The maritime industry is often criticized as being slow to adopt new technologies. While ship building is an age-old industry, it is also varied: fishing, commercial, inland, marine construction, energy, passenger, recreation, defense, and the list goes on. Each sector serves a different purpose, and bespoke vessels fulfill different missions, operate in different environments, and are subject to different regulatory profiles. As a result, our industry abounds with unique solutions, but often it is not the kind of innovation that fits in your pocket.
Perhaps the criticism comes from the fact that ship building, and the industry it serves, is a highly competitive and dynamic market, and this may reward strategic and measured investment. Our industry is not averse to technology, but perhaps we are pragmatic in our choices. Unlike some consumer products, if the industrial adoption of technology is not for the sake of novelty, a strong value proposition is a prerequisite for wide acceptance.
This sort of pragmatism seems to fly in the face of the social-media-fueled juggernaut that is Artificial Intelligence (AI). Have you heard? The promises are grand and the premonitions ominous. Sadly, dialogue of this type misses the mark when it comes to exploring the possible value of AI from an industrial perspective. Yet this does not diminish the importance of the question: what value does AI offer the maritime industry?
To answer this question, it helps to know a little about the digital machinery that makes AI possible. Let’s look at what goes on under the hood: machine learning (ML). Machine learning models are configurable computer algorithms which can learn complex relationships within data. The models have tens, hundreds, thousands, or even millions of tunable parameters, and they learn by optimizing the parameters to conform to a data set in a high-dimensional, nonlinear, and sometimes eerily intelligent way. There are many different types of models, but the details and differences between each are not important in this discussion. The most important concept to remember is that ML models are trained to map inputs to outputs—even if the relationship between them is not obvious.
The adaptable and configurable nature of ML models is largely what contributes to their appeal: a model can be trained to fit virtually any type of data. Sometimes this property is referred to as universal approximation, but this doesn’t mean the model can predict every possible outcome. In fact, a well-trained model can only make reliable predictions within the confines of its training dataset. In colloquial terms, the resulting AI thinks inside the box. If only one fact should be understood by prospective industrial users of AI, it is that AI—in its current form—cannot synthesize information that is beyond its original training dataset. There are some who will surely challenge this statement, but for the time being, true synthesis remains a distinctly human ability.
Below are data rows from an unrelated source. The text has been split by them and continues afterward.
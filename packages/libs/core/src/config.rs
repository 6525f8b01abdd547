//! Protector 설정
//!
//! 프로세스 전역 설정과 스레드 단위 override를 제공합니다.

use std::cell::RefCell;
use std::env;
use std::sync::{PoisonError, RwLock};

use serde::{Deserialize, Serialize};

use crate::error::{Error, Result};

/// 전역 설정 (기본값: open mode)
static GLOBAL: RwLock<Config> = RwLock::new(Config { paranoid: false });

thread_local! {
    static OVERRIDE: RefCell<Option<Config>> = const { RefCell::new(None) };
}

/// Protector 설정
#[derive(Debug, Clone, Copy, Default, PartialEq, Eq, Serialize, Deserialize)]
pub struct Config {
    /// Paranoid 모드
    ///
    /// 활성화 시 `scope`가 한 번도 호출되지 않은 평가 결과도 scoped로 취급합니다.
    /// (default-open → default-closed)
    #[serde(default)]
    pub paranoid: bool,
}

impl Config {
    /// 환경변수에서 설정 로드
    pub fn from_env() -> Result<Self> {
        let paranoid = match env::var("PROTECTOR_PARANOID") {
            Ok(value) => parse_flag(&value).ok_or_else(|| Error::Config {
                message: format!("PROTECTOR_PARANOID must be a boolean, got '{}'", value),
            })?,
            Err(_) => false,
        };

        Ok(Self { paranoid })
    }

    /// YAML 문서에서 설정 로드
    pub fn from_yaml(yaml: &str) -> Result<Self> {
        Ok(serde_yaml::from_str(yaml)?)
    }
}

fn parse_flag(value: &str) -> Option<bool> {
    match value.trim().to_lowercase().as_str() {
        "true" | "1" | "yes" => Some(true),
        "false" | "0" | "no" | "" => Some(false),
        _ => None,
    }
}

/// 전역 설정 교체
pub fn configure(config: Config) {
    *GLOBAL.write().unwrap_or_else(PoisonError::into_inner) = config;
    tracing::debug!(paranoid = config.paranoid, "protector configured");
}

/// 현재 유효한 설정 (스레드 override 우선)
pub fn current() -> Config {
    OVERRIDE
        .with(|cell| *cell.borrow())
        .unwrap_or_else(|| *GLOBAL.read().unwrap_or_else(PoisonError::into_inner))
}

/// Paranoid 모드 여부
pub fn is_paranoid() -> bool {
    current().paranoid
}

/// 현재 스레드에서 `f` 실행 동안만 설정 override
///
/// panic으로 빠져나가도 이전 override가 복원됩니다.
pub fn with_config<R>(config: Config, f: impl FnOnce() -> R) -> R {
    struct Restore(Option<Config>);

    impl Drop for Restore {
        fn drop(&mut self) {
            let previous = self.0.take();
            OVERRIDE.with(|cell| *cell.borrow_mut() = previous);
        }
    }

    let previous = OVERRIDE.with(|cell| cell.borrow_mut().replace(config));
    let _restore = Restore(previous);
    f()
}
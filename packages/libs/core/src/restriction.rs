//! Subject 제한 (Restriction)
//!
//! entry에 subject를 연결하고, 그 subject 기준의 평가 결과를 entry 단위로 캐시합니다.
//! subject가 바뀌거나 해제되면 캐시도 함께 버려집니다.

use std::fmt;
use std::sync::{Arc, OnceLock};

use crate::dsl::Protectable;
use crate::error::{Error, Result};
use crate::insecure;
use crate::permissions::{AccessDecision, Action, Attributes};

/// entry별 subject + 캐시된 평가 결과
pub struct Restriction<E: Protectable> {
    subject: Option<E::Subject>,
    decision: OnceLock<Arc<AccessDecision<E>>>,
}

impl<E: Protectable> Restriction<E> {
    pub fn new() -> Self {
        Self {
            subject: None,
            decision: OnceLock::new(),
        }
    }

    /// subject 지정 (이전 캐시 폐기)
    pub fn restrict(&mut self, subject: E::Subject) {
        self.subject = Some(subject);
        self.decision = OnceLock::new();
    }

    /// subject 해제 (캐시 폐기)
    pub fn unrestrict(&mut self) {
        self.subject = None;
        self.decision = OnceLock::new();
    }

    /// 현재 subject
    pub fn subject(&self) -> Result<&E::Subject> {
        self.subject.as_ref().ok_or(Error::Unrestricted)
    }

    /// subject가 있고 insecure 스코프 밖인지 여부
    pub fn is_restricted(&self) -> bool {
        self.subject.is_some() && !insecure::is_insecure()
    }

    /// 평가 결과가 캐시되어 있는지 여부
    pub fn is_cached(&self) -> bool {
        self.decision.get().is_some()
    }

    /// 캐시된 결과 반환 (없으면 `evaluate`로 생성)
    pub fn decision_with(
        &self,
        evaluate: impl FnOnce(&E::Subject) -> Result<AccessDecision<E>>,
    ) -> Result<Arc<AccessDecision<E>>> {
        if let Some(decision) = self.decision.get() {
            return Ok(Arc::clone(decision));
        }

        let subject = self.subject()?;
        let decision = Arc::new(evaluate(subject)?);
        Ok(Arc::clone(self.decision.get_or_init(|| decision)))
    }
}

impl<E: Protectable> Default for Restriction<E> {
    fn default() -> Self {
        Self::new()
    }
}

/// 복제본은 subject만 이어받고 결과는 다시 평가합니다.
impl<E: Protectable> Clone for Restriction<E> {
    fn clone(&self) -> Self {
        Self {
            subject: self.subject.clone(),
            decision: OnceLock::new(),
        }
    }
}

impl<E: Protectable> fmt::Debug for Restriction<E> {
    fn fmt(&self, f: &mut fmt::Formatter<'_>) -> fmt::Result {
        f.debug_struct("Restriction")
            .field("restricted", &self.subject.is_some())
            .field("cached", &self.is_cached())
            .finish()
    }
}

/// subject로 제한 가능한 entry
pub trait Restrictable: Protectable {
    fn restriction(&self) -> &Restriction<Self>;

    fn restriction_mut(&mut self) -> &mut Restriction<Self>;

    /// subject 지정 후 자신을 반환
    fn restrict(mut self, subject: Self::Subject) -> Self {
        self.restrict_mut(subject);
        self
    }

    fn restrict_mut(&mut self, subject: Self::Subject) -> &mut Self {
        tracing::trace!(entity = std::any::type_name::<Self>(), "entry restricted");
        self.restriction_mut().restrict(subject);
        self
    }

    fn unrestrict(&mut self) -> &mut Self {
        self.restriction_mut().unrestrict();
        self
    }

    /// 현재 subject (없으면 [`Error::Unrestricted`])
    fn protector_subject(&self) -> Result<&Self::Subject> {
        self.restriction().subject()
    }

    /// 권한 체크가 적용되는 상태인지 여부
    ///
    /// insecure 스코프 안에서는 항상 `false`입니다.
    fn has_protector_subject(&self) -> bool {
        self.restriction().is_restricted()
    }

    /// subject + 자신 기준의 평가 결과 (entry당 한 번 평가)
    fn access_decision(&self) -> Result<Arc<AccessDecision<Self>>> {
        self.restriction()
            .decision_with(|subject| Self::protector_meta().evaluate(subject, Some(self)))
    }

    fn can(&self, action: impl Into<Action>) -> Result<bool> {
        Ok(self.access_decision()?.can(action))
    }

    fn can_field(&self, action: impl Into<Action>, field: &str) -> Result<bool> {
        Ok(self.access_decision()?.can_field(action, field))
    }

    fn creatable(&self, candidate: Option<&Attributes>) -> Result<bool> {
        Ok(self.access_decision()?.creatable_for(candidate, Some(self)))
    }

    fn updatable(&self, candidate: Option<&Attributes>) -> Result<bool> {
        Ok(self.access_decision()?.updatable_for(candidate, Some(self)))
    }

    fn destroyable(&self) -> Result<bool> {
        Ok(self.access_decision()?.destroyable())
    }
}
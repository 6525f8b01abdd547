//! 필드 단위 제약 조건 (Constraint Resolver)
//!
//! 하나의 (action, field) 쌍에 대해 허용되는 값을 판정합니다.
//!
//! | 종류 | 규칙 |
//! |---|---|
//! | unconstrained | 항상 허용 |
//! | literal | `value == literal` |
//! | range | 범위에 포함 (선언된 경계 그대로) |
//! | predicate | `predicate(value)` |
//! | entry predicate | `predicate(value, entry)` |
//! | 없음 (필드 미언급) | 거부 |

use std::cmp::Ordering;
use std::fmt;
use std::ops::{Bound, RangeBounds};
use std::sync::Arc;

use serde_json::{Number, Value};

/// 값 하나를 받는 predicate
pub type Predicate = Arc<dyn Fn(&Value) -> bool + Send + Sync>;

/// 값과 entry를 받는 predicate
pub type EntryPredicate<E> = Arc<dyn Fn(&Value, Option<&E>) -> bool + Send + Sync>;

/// 필드 제약 조건
pub enum Constraint<E> {
    /// 제약 없음 (항상 허용)
    Unconstrained,

    /// 고정값
    Literal(Value),

    /// 범위
    Range(ValueRange),

    /// 값 predicate
    Predicate(Predicate),

    /// 값 + entry predicate
    EntryPredicate(EntryPredicate<E>),
}

impl<E> Constraint<E> {
    /// 고정값 제약 생성
    pub fn literal(value: impl Into<Value>) -> Self {
        Constraint::Literal(value.into())
    }

    /// 범위 제약 생성 (`0..=5`, `0..5`, `10..` 등)
    pub fn range<T, R>(range: R) -> Self
    where
        T: Clone + Into<Value>,
        R: RangeBounds<T>,
    {
        Constraint::Range(ValueRange::new(range))
    }

    /// 값 predicate 제약 생성
    pub fn predicate(f: impl Fn(&Value) -> bool + Send + Sync + 'static) -> Self {
        Constraint::Predicate(Arc::new(f))
    }

    /// entry predicate 제약 생성
    pub fn entry_predicate(f: impl Fn(&Value, Option<&E>) -> bool + Send + Sync + 'static) -> Self {
        Constraint::EntryPredicate(Arc::new(f))
    }

    /// 제약 없음 여부
    pub fn is_unconstrained(&self) -> bool {
        matches!(self, Constraint::Unconstrained)
    }

    /// 값이 제약을 만족하는지 확인
    pub fn permits(&self, value: &Value, entry: Option<&E>) -> bool {
        match self {
            Constraint::Unconstrained => true,
            Constraint::Literal(expected) => literal_eq(value, expected),
            Constraint::Range(range) => range.contains(value),
            Constraint::Predicate(f) => f(value),
            Constraint::EntryPredicate(f) => f(value, entry),
        }
    }

    /// 상위 타입의 제약을 하위 타입 entry용으로 변환
    ///
    /// entry predicate는 `AsRef`를 통해 상위 타입 view를 받습니다.
    pub fn upcast<C>(self) -> Constraint<C>
    where
        C: AsRef<E> + 'static,
        E: 'static,
    {
        match self {
            Constraint::Unconstrained => Constraint::Unconstrained,
            Constraint::Literal(value) => Constraint::Literal(value),
            Constraint::Range(range) => Constraint::Range(range),
            Constraint::Predicate(f) => Constraint::Predicate(f),
            Constraint::EntryPredicate(f) => Constraint::EntryPredicate(Arc::new(
                move |value: &Value, entry: Option<&C>| f(value, entry.map(|e| e.as_ref())),
            )),
        }
    }
}

/// 제약 판정 (필드가 언급되지 않았으면 거부)
pub fn resolve<E>(constraint: Option<&Constraint<E>>, value: &Value, entry: Option<&E>) -> bool {
    constraint.is_some_and(|c| c.permits(value, entry))
}

impl<E> Clone for Constraint<E> {
    fn clone(&self) -> Self {
        match self {
            Constraint::Unconstrained => Constraint::Unconstrained,
            Constraint::Literal(value) => Constraint::Literal(value.clone()),
            Constraint::Range(range) => Constraint::Range(range.clone()),
            Constraint::Predicate(f) => Constraint::Predicate(Arc::clone(f)),
            Constraint::EntryPredicate(f) => Constraint::EntryPredicate(Arc::clone(f)),
        }
    }
}

/// predicate는 동일 인스턴스(Arc)일 때만 같다고 봅니다.
impl<E> PartialEq for Constraint<E> {
    fn eq(&self, other: &Self) -> bool {
        match (self, other) {
            (Constraint::Unconstrained, Constraint::Unconstrained) => true,
            (Constraint::Literal(a), Constraint::Literal(b)) => a == b,
            (Constraint::Range(a), Constraint::Range(b)) => a == b,
            (Constraint::Predicate(a), Constraint::Predicate(b)) => Arc::ptr_eq(a, b),
            (Constraint::EntryPredicate(a), Constraint::EntryPredicate(b)) => Arc::ptr_eq(a, b),
            _ => false,
        }
    }
}

impl<E> fmt::Debug for Constraint<E> {
    fn fmt(&self, f: &mut fmt::Formatter<'_>) -> fmt::Result {
        match self {
            Constraint::Unconstrained => f.write_str("Unconstrained"),
            Constraint::Literal(value) => f.debug_tuple("Literal").field(value).finish(),
            Constraint::Range(range) => f.debug_tuple("Range").field(range).finish(),
            Constraint::Predicate(_) => f.write_str("Predicate(..)"),
            Constraint::EntryPredicate(_) => f.write_str("EntryPredicate(..)"),
        }
    }
}

impl<E> From<Value> for Constraint<E> {
    fn from(value: Value) -> Self {
        Constraint::Literal(value)
    }
}

/// JSON 값 범위
#[derive(Debug, Clone, PartialEq)]
pub struct ValueRange {
    pub start: Bound<Value>,
    pub end: Bound<Value>,
}

impl ValueRange {
    /// Rust 범위 표현식에서 생성
    pub fn new<T, R>(range: R) -> Self
    where
        T: Clone + Into<Value>,
        R: RangeBounds<T>,
    {
        Self {
            start: map_bound(range.start_bound()),
            end: map_bound(range.end_bound()),
        }
    }

    /// 값이 범위에 포함되는지 확인
    ///
    /// 숫자끼리, 문자열끼리만 비교 가능하며 종류가 다르면 포함되지 않습니다.
    pub fn contains(&self, value: &Value) -> bool {
        let above_start = match &self.start {
            Bound::Included(start) => {
                matches!(compare(value, start), Some(Ordering::Greater | Ordering::Equal))
            }
            Bound::Excluded(start) => matches!(compare(value, start), Some(Ordering::Greater)),
            Bound::Unbounded => comparable(value),
        };

        let below_end = match &self.end {
            Bound::Included(end) => {
                matches!(compare(value, end), Some(Ordering::Less | Ordering::Equal))
            }
            Bound::Excluded(end) => matches!(compare(value, end), Some(Ordering::Less)),
            Bound::Unbounded => comparable(value),
        };

        above_start && below_end
    }
}

fn map_bound<T: Clone + Into<Value>>(bound: Bound<&T>) -> Bound<Value> {
    match bound {
        Bound::Included(v) => Bound::Included(v.clone().into()),
        Bound::Excluded(v) => Bound::Excluded(v.clone().into()),
        Bound::Unbounded => Bound::Unbounded,
    }
}

fn comparable(value: &Value) -> bool {
    matches!(value, Value::Number(_) | Value::String(_))
}

fn compare(a: &Value, b: &Value) -> Option<Ordering> {
    match (a, b) {
        (Value::Number(a), Value::Number(b)) => compare_numbers(a, b),
        (Value::String(a), Value::String(b)) => Some(a.cmp(b)),
        _ => None,
    }
}

/// 숫자끼리는 수치 비교 (`1 == 1.0`), 그 외는 구조 비교
fn literal_eq(value: &Value, expected: &Value) -> bool {
    match (value, expected) {
        (Value::Number(a), Value::Number(b)) => compare_numbers(a, b) == Some(Ordering::Equal),
        _ => value == expected,
    }
}

/// 정수끼리는 정확히 비교하고, 한쪽이 실수일 때만 f64로 비교합니다.
fn compare_numbers(a: &Number, b: &Number) -> Option<Ordering> {
    if let (Some(a), Some(b)) = (a.as_i64(), b.as_i64()) {
        return Some(a.cmp(&b));
    }
    if let (Some(a), Some(b)) = (a.as_u64(), b.as_u64()) {
        return Some(a.cmp(&b));
    }
    if a.is_f64() || b.is_f64() {
        return a.as_f64()?.partial_cmp(&b.as_f64()?);
    }

    // 음수 i64 vs i64 범위를 넘는 u64
    Some(if a.is_i64() {
        Ordering::Less
    } else {
        Ordering::Greater
    })
}
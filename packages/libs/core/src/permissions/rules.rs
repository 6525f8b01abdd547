//! Rule block 평가 컨텍스트
//!
//! 각 rule block은 `&mut Rules`를 받아 `can` / `cannot` / `scope`를 호출합니다.
//! 평가가 끝나면 누적된 상태가 불변 [`AccessDecision`]으로 확정됩니다.

use std::fmt;
use std::sync::Arc;

use indexmap::IndexMap;

use super::action::{Action, Fields};
use super::constraint::Constraint;
use super::decision::AccessDecision;
use crate::dsl::Protectable;

/// action → (field → constraint) 맵
pub type Access<E> = IndexMap<Action, IndexMap<String, Constraint<E>>>;

/// 평가 중인 권한 상태
///
/// (action, field) 쌍에 대해서는 마지막으로 호출된 `can`/`cannot`이 이깁니다.
/// `scope`는 블록 경계와 무관하게 마지막 값이 유지됩니다.
pub struct Rules<E: Protectable> {
    fields: Arc<[String]>,
    access: Access<E>,
    destroyable: bool,
    scope: Option<E::Scope>,
    scope_called: bool,
}

impl<E: Protectable> Rules<E> {
    /// 빈 컨텍스트 생성
    pub fn new(fields: Arc<[String]>) -> Self {
        Self {
            fields,
            access: IndexMap::new(),
            destroyable: false,
            scope: None,
            scope_called: false,
        }
    }

    /// wildcard 확장에 사용되는 필드 목록
    pub fn fields(&self) -> &[String] {
        &self.fields
    }

    /// 필드 허용
    ///
    /// `ALL`이면 현재 필드 목록 전체를 제약 없이 허용합니다.
    /// `destroy`는 필드와 무관한 플래그로 기록됩니다.
    pub fn can(&mut self, action: impl Into<Action>, fields: impl Into<Fields>) -> &mut Self {
        let action = action.into();
        if action == Action::Destroy {
            self.destroyable = true;
            return self;
        }

        let names = match fields.into() {
            Fields::All => self.fields.to_vec(),
            Fields::Named(names) => names,
        };

        let entry = self.access.entry(action).or_default();
        for name in names {
            entry.insert(name, Constraint::Unconstrained);
        }
        self
    }

    /// 필드별 제약 조건과 함께 허용
    pub fn can_with<K, I>(&mut self, action: impl Into<Action>, constraints: I) -> &mut Self
    where
        K: Into<String>,
        I: IntoIterator<Item = (K, Constraint<E>)>,
    {
        let action = action.into();
        if action == Action::Destroy {
            self.destroyable = true;
            return self;
        }

        let entry = self.access.entry(action).or_default();
        for (name, constraint) in constraints {
            entry.insert(name.into(), constraint);
        }
        self
    }

    /// 필드 거부
    ///
    /// `ALL`이면 action 자체를 제거하고, 필드 맵이 비면 action도 제거합니다.
    pub fn cannot(&mut self, action: impl Into<Action>, fields: impl Into<Fields>) -> &mut Self {
        let action = action.into();
        if action == Action::Destroy {
            self.destroyable = false;
            return self;
        }

        let Some(entry) = self.access.get_mut(&action) else {
            return self;
        };

        match fields.into() {
            Fields::All => {
                self.access.shift_remove(&action);
            }
            Fields::Named(names) => {
                for name in &names {
                    entry.shift_remove(name);
                }
                if entry.is_empty() {
                    self.access.shift_remove(&action);
                }
            }
        }
        self
    }

    /// scope 값 기록 (마지막 호출만 유지)
    pub fn scope(&mut self, scope: E::Scope) -> &mut Self {
        self.scope = Some(scope);
        self.scope_called = true;
        self
    }

    /// 지금까지 기록된 scope 값
    pub fn current_scope(&self) -> Option<&E::Scope> {
        self.scope.as_ref()
    }

    /// 불변 결과로 확정
    pub fn into_decision(self, paranoid: bool) -> AccessDecision<E> {
        AccessDecision::new(
            self.access,
            self.destroyable,
            self.scope,
            self.scope_called || paranoid,
        )
    }

    /// 상위 타입 평가 결과를 하위 타입 컨텍스트로 변환
    pub fn upcast<C>(self) -> Rules<C>
    where
        C: Protectable<Subject = E::Subject, Scope = E::Scope> + AsRef<E>,
    {
        let access = self
            .access
            .into_iter()
            .map(|(action, fields)| {
                let fields = fields
                    .into_iter()
                    .map(|(name, constraint)| (name, constraint.upcast::<C>()))
                    .collect();
                (action, fields)
            })
            .collect();

        Rules {
            fields: self.fields,
            access,
            destroyable: self.destroyable,
            scope: self.scope,
            scope_called: self.scope_called,
        }
    }
}

impl<E: Protectable> fmt::Debug for Rules<E> {
    fn fmt(&self, f: &mut fmt::Formatter<'_>) -> fmt::Result {
        f.debug_struct("Rules")
            .field("access", &self.access)
            .field("destroyable", &self.destroyable)
            .field("scope_called", &self.scope_called)
            .finish()
    }
}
When it comes to deploying AI, data is paramount. Because the capability of AI is limited by the data to which it has access, this means two things:
These two facts make applications where data is plentiful, and patterns identifiable, yet conventional modeling is difficult, easy candidates to derive value from AI. Most of the applications of AI which we see in our news and social feeds tackle problems in this category.
In the maritime industry, there are similar data-rich use cases which can benefit from AI. This includes equipment monitoring, health, and failure detection, operational and voyage planning, fuel, and energy monitoring—areas already seeing successful commercial deployment of the technology. Shipyard operations also create a lot of data related to workflow, material moving, and inventory, and if the data were accessible, AI could help identify and leverage unseen patterns and relationships. AI is extremely valuable when it can expose relationships within available data that we didn’t know existed, or were unable to model in other ways, and many of the current industrial applications of AI leverage this fact as part of their value proposition.
However, there are many problems in the maritime industry which are not data rich. This is often due to the nature of the problem, for example, improbable events are difficult to learn due to their infrequent occurrence. But it may be that the necessary data are simply too difficult—or expensive—to measure. Furthermore, even if adequate training data are attainable, if efforts to obtain the data address the original problem directly, then a resulting AI is rendered unnecessary. When considering AI for an application, it is very important to consider the data requirements for a successful deployment, the feasibility and cost of acquiring the data, and if acquiring the data will provide the necessary insight without AI.
The availability of data remains the greatest barrier to utilizing AI in more applications within the maritime industry. Designing methods which reduce training data requirements, leverage small amounts of data to make predictions, and derive deeper insight from less information are front and center in the current academic and industrial research world. One significant example of this is using AI in engineering applications, specifically in ship design and analysis. When designing a ship, data is often not plentiful, but if a small initial data set could be leveraged, then significant insight could be gained earlier in the design process, faster, and cheaper. Researchers are working on this very problem, with some recent work showing promise, but the methods take considerable domain knowledge to be successful. However, as these efforts continue to gain traction, it is possible that AI will considerably benefit ship designers and engineers within this decade.
As the conversation around AI continues to unfold, it is more important than ever to keep a pragmatic mindset. When evaluating the technology for a proposed application, we must keep the limitations of data—in terms of quality, quantity, and availability—front and center. AI can yield insight from data in ways that were previously impossible, but strategic deployment is critical to deriving real value. For the maritime industry, with a long history of unique challenges and solutions, AI should be yet another tool in the toolbox, to be adopted when the question — and the data — are well-suited to the technology.